There is a musical argument to be made for the replacement of band members almost every album, one made by Albert Mudrian of Decibel magazine in Death by Metal: that Chuck was artistically moving quite quickly, changing the concept of Death so rapidly that the members he’d recruited for one iteration weren’t suited musically to the next. This is understandable and to a degree honorable. We all are glad the Death albums are what they are, that the progression over the discography is what it is and that he didn’t slow or dilute his vision just to avoid hurting his bros’ feelings. And most of Death’s existence happened when Chuck was in his 20s, a period when many of us (certainly me) are mercurial and unreliable. We are robbed by the brain cancer that claimed him at the age of 34 from ever knowing how he would reflect on or recast these moments given the benefits of age and hindsight.

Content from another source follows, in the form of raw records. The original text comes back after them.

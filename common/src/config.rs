use std::{io::ErrorKind, path::Path};

use serde::{Deserialize, Serialize};

use crate::{
    error::ConfigError,
    topics::{TOPIC_RADIO_DOWNLINK, TOPIC_RADIO_UPLINK},
    types::ValvePolarity,
};

#[derive(Debug, Clone, Serialize, Deserialize)]
#[serde(default)]
pub struct RegulatorConfig {
    pub dead_band_c: f32,
    pub small_step: u8,
    pub history_len: usize,
    pub min_warming_rate: f32,
    pub max_warming_rate: f32,
    pub min_cooling_rate: f32,
    pub max_cooling_rate: f32,
}

impl Default for RegulatorConfig {
    fn default() -> Self {
        Self {
            dead_band_c: 0.2,
            small_step: 5,
            history_len: 5,
            min_warming_rate: 0.05,
            max_warming_rate: 0.3,
            min_cooling_rate: -0.05,
            max_cooling_rate: -0.3,
        }
    }
}

#[derive(Debug, Clone, Serialize, Deserialize)]
#[serde(default)]
pub struct StallConfig {
    pub current_threshold_ma: f32,
    /// StallGuard results at or below this value count as over threshold.
    pub stall_guard_threshold: u16,
    pub sample_limit: u8,
    pub sample_interval_ms: u64,
}

impl Default for StallConfig {
    fn default() -> Self {
        Self {
            current_threshold_ma: 1_000.0,
            stall_guard_threshold: 50,
            sample_limit: 5,
            sample_interval_ms: 100,
        }
    }
}

#[derive(Debug, Clone, Serialize, Deserialize)]
#[serde(default)]
pub struct InputConfig {
    pub debounce_ms: u64,
    pub combo_window_ms: u64,
    pub hold_duration_ms: u64,
    pub poll_interval_ms: u64,
}

impl Default for InputConfig {
    fn default() -> Self {
        Self {
            debounce_ms: 50,
            combo_window_ms: 200,
            hold_duration_ms: 1_000,
            poll_interval_ms: 10,
        }
    }
}

#[derive(Debug, Clone, Copy, Serialize, Deserialize)]
#[serde(default)]
pub struct TargetLimits {
    pub min_c: i32,
    pub max_c: i32,
}

impl Default for TargetLimits {
    fn default() -> Self {
        Self { min_c: 5, max_c: 30 }
    }
}

#[derive(Debug, Clone, Serialize, Deserialize)]
#[serde(default)]
pub struct ActuatorConfig {
    /// Steps between the fully retracted and fully pressed spindle.
    pub max_position: u16,
    pub polarity: ValvePolarity,
    pub pulse_width_us: u64,
    pub step_interval_ms: u64,
    pub idle_poll_ms: u64,
    pub gated_poll_ms: u64,
    pub report_interval_ms: u64,
    pub display_period_ms: u64,
    pub radio_poll_ms: u64,
}

impl Default for ActuatorConfig {
    fn default() -> Self {
        Self {
            max_position: 100,
            polarity: ValvePolarity::Inverted,
            pulse_width_us: 1_000,
            step_interval_ms: 1,
            idle_poll_ms: 10,
            gated_poll_ms: 20,
            report_interval_ms: 10_000,
            display_period_ms: 1_000,
            radio_poll_ms: 100,
        }
    }
}

#[derive(Debug, Clone, Serialize, Deserialize)]
#[serde(default)]
pub struct RemoteTimings {
    pub sensor_period_ms: u64,
    pub control_period_ms: u64,
    pub telemetry_period_ms: u64,
    pub display_period_ms: u64,
    pub radio_poll_ms: u64,
}

impl Default for RemoteTimings {
    fn default() -> Self {
        Self {
            sensor_period_ms: 5_000,
            control_period_ms: 10_000,
            telemetry_period_ms: 10_000,
            display_period_ms: 1_000,
            radio_poll_ms: 100,
        }
    }
}

#[derive(Debug, Clone, Serialize, Deserialize)]
#[serde(default)]
pub struct RadioConfig {
    pub broker_host: String,
    pub broker_port: u16,
    pub broker_user: String,
    pub broker_pass: String,
    /// Overrides the node's built-in MQTT client id.
    pub client_id: Option<String>,
    pub uplink_topic: String,
    pub downlink_topic: String,
    pub max_payload_bytes: usize,
    pub rx_queue_len: usize,
    pub init_timeout_ms: u64,
}

impl Default for RadioConfig {
    fn default() -> Self {
        Self {
            broker_host: "127.0.0.1".to_string(),
            broker_port: 1883,
            broker_user: String::new(),
            broker_pass: String::new(),
            client_id: None,
            uplink_topic: TOPIC_RADIO_UPLINK.to_string(),
            downlink_topic: TOPIC_RADIO_DOWNLINK.to_string(),
            max_payload_bytes: 64,
            rx_queue_len: 16,
            init_timeout_ms: 5_000,
        }
    }
}

#[derive(Debug, Clone, Default, Serialize, Deserialize)]
#[serde(default)]
pub struct RuntimeConfig {
    pub regulator: RegulatorConfig,
    pub stall: StallConfig,
    pub input: InputConfig,
    pub target: TargetLimits,
    pub actuator: ActuatorConfig,
    pub remote: RemoteTimings,
    pub radio: RadioConfig,
}

impl RuntimeConfig {
    /// Loads the config at `path`, falling back to defaults when the file is absent.
    pub fn load(path: &Path) -> Result<Self, ConfigError> {
        let mut config = match std::fs::read(path) {
            Ok(raw) => serde_json::from_slice::<Self>(&raw).map_err(|source| {
                ConfigError::Parse {
                    path: path.to_path_buf(),
                    source,
                }
            })?,
            Err(err) if err.kind() == ErrorKind::NotFound => Self::default(),
            Err(source) => {
                return Err(ConfigError::Io {
                    path: path.to_path_buf(),
                    source,
                })
            }
        };
        config.sanitize();
        Ok(config)
    }

    pub fn sanitize(&mut self) {
        self.regulator.sanitize();
        self.stall.sanitize();
        self.input.sanitize();
        self.target.sanitize();
        self.actuator.sanitize();
        self.remote.sanitize();
        self.radio.sanitize();
    }

    /// Applies the `MQTT_*` broker overrides from the environment.
    pub fn apply_env_overrides(&mut self) {
        self.apply_overrides(|key| std::env::var(key).ok());
    }

    fn apply_overrides(&mut self, lookup: impl Fn(&str) -> Option<String>) {
        if let Some(host) = lookup("MQTT_HOST").filter(|host| !host.is_empty()) {
            self.radio.broker_host = host;
        }
        if let Some(port) = lookup("MQTT_PORT").and_then(|port| port.parse::<u16>().ok()) {
            self.radio.broker_port = port;
        }
        if let Some(user) = lookup("MQTT_USER") {
            self.radio.broker_user = user;
            self.radio.broker_pass = lookup("MQTT_PASS").unwrap_or_default();
        }
        self.radio.sanitize();
    }
}

impl RegulatorConfig {
    pub fn sanitize(&mut self) {
        if !self.dead_band_c.is_finite() || self.dead_band_c < 0.0 {
            self.dead_band_c = 0.2;
        }
        self.small_step = self.small_step.clamp(1, 100);
        self.history_len = self.history_len.max(2);
        if self.max_warming_rate < self.min_warming_rate {
            std::mem::swap(&mut self.max_warming_rate, &mut self.min_warming_rate);
        }
        // Cooling rates are negative; the "max" one is the steeper fall.
        if self.max_cooling_rate > self.min_cooling_rate {
            std::mem::swap(&mut self.max_cooling_rate, &mut self.min_cooling_rate);
        }
    }
}

impl StallConfig {
    pub fn sanitize(&mut self) {
        self.sample_limit = self.sample_limit.max(1);
        self.sample_interval_ms = self.sample_interval_ms.max(10);
    }
}

impl InputConfig {
    pub fn sanitize(&mut self) {
        self.poll_interval_ms = self.poll_interval_ms.clamp(1, self.debounce_ms.max(1));
        if self.combo_window_ms < self.debounce_ms {
            self.combo_window_ms = self.debounce_ms;
        }
    }
}

impl TargetLimits {
    pub fn sanitize(&mut self) {
        if self.min_c > self.max_c {
            std::mem::swap(&mut self.min_c, &mut self.max_c);
        }
    }

    pub fn clamp(&self, target_c: i32) -> i32 {
        target_c.clamp(self.min_c, self.max_c)
    }
}

impl ActuatorConfig {
    pub fn sanitize(&mut self) {
        self.max_position = self.max_position.max(1);
        self.step_interval_ms = self.step_interval_ms.max(1);
        self.idle_poll_ms = self.idle_poll_ms.max(1);
        self.gated_poll_ms = self.gated_poll_ms.max(1);
        self.report_interval_ms = self.report_interval_ms.max(100);
        self.display_period_ms = self.display_period_ms.max(100);
        self.radio_poll_ms = self.radio_poll_ms.max(1);
    }
}

impl RemoteTimings {
    pub fn sanitize(&mut self) {
        self.sensor_period_ms = self.sensor_period_ms.max(100);
        self.control_period_ms = self.control_period_ms.max(100);
        self.telemetry_period_ms = self.telemetry_period_ms.max(100);
        self.display_period_ms = self.display_period_ms.max(100);
        self.radio_poll_ms = self.radio_poll_ms.max(1);
    }
}

impl RadioConfig {
    pub fn sanitize(&mut self) {
        if self.broker_port == 0 {
            self.broker_port = 1883;
        }
        self.max_payload_bytes = self.max_payload_bytes.clamp(8, 255);
        self.rx_queue_len = self.rx_queue_len.max(1);
    }
}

In interviews Chuck frequently spoke of not wanting to be limited by the gore-oriented death metal sound that Death had become famous for early on; he expresses the desire to grow, to not be “put in a box” again and again. Certainly, the early innovation of death metal was very quickly codified into a formula; fans and labels would bristle at deviation from it. Such pressures on a young and restlessly creative musician would feel quite constraining. But some of it seems to have been purely personal factors. Steve DiGiorgio says in Death by Metal that Chuck was “wound tighter than most people,” and in fact he and Gene Hoglan, part of the small group of musicians to play on two consecutive Death albums, seem to have achieved that mostly by virtue of being good at calming Chuck down. Sensing he was near the snapping point that, left unchecked by previous band members, had led to the blowups in which tours were abandoned and musicians or managers fired.
I wonder if there wasn’t one more bit of agitation causing Chuck to be wound tighter than most. As a bisexual man who’s watched a lot of Death interviews, I want to claim him as one of our own. He was prone to acts of light aesthetic rebellion against metal orthodoxy, such as wearing a shirt festooned with cats to a TV interview; most of these also read as somewhat effeminate. Explicit homoeroticism was a huge no-no in metal during his lifetime. I caught the tail end of this era– I’d say the metal community’s default attitude towards LGBQT turned from default negative to default acceptance in the early 2010’s, following a larger movement in American culture. I used to worry in the early days of my musical journey about being outed on some message board. If he was indeed queer, being forced to be closeted either by his own mind or social pressures of his community would add another layer of tension to his psyche. It’s impossible to know, and some might say it’s irresponsible for me to speculate like this, but to me it’s just one more possible factor contributing to the psychology of this brilliant, complicated artist who burned so brightly but not for very long. Hail Chuck.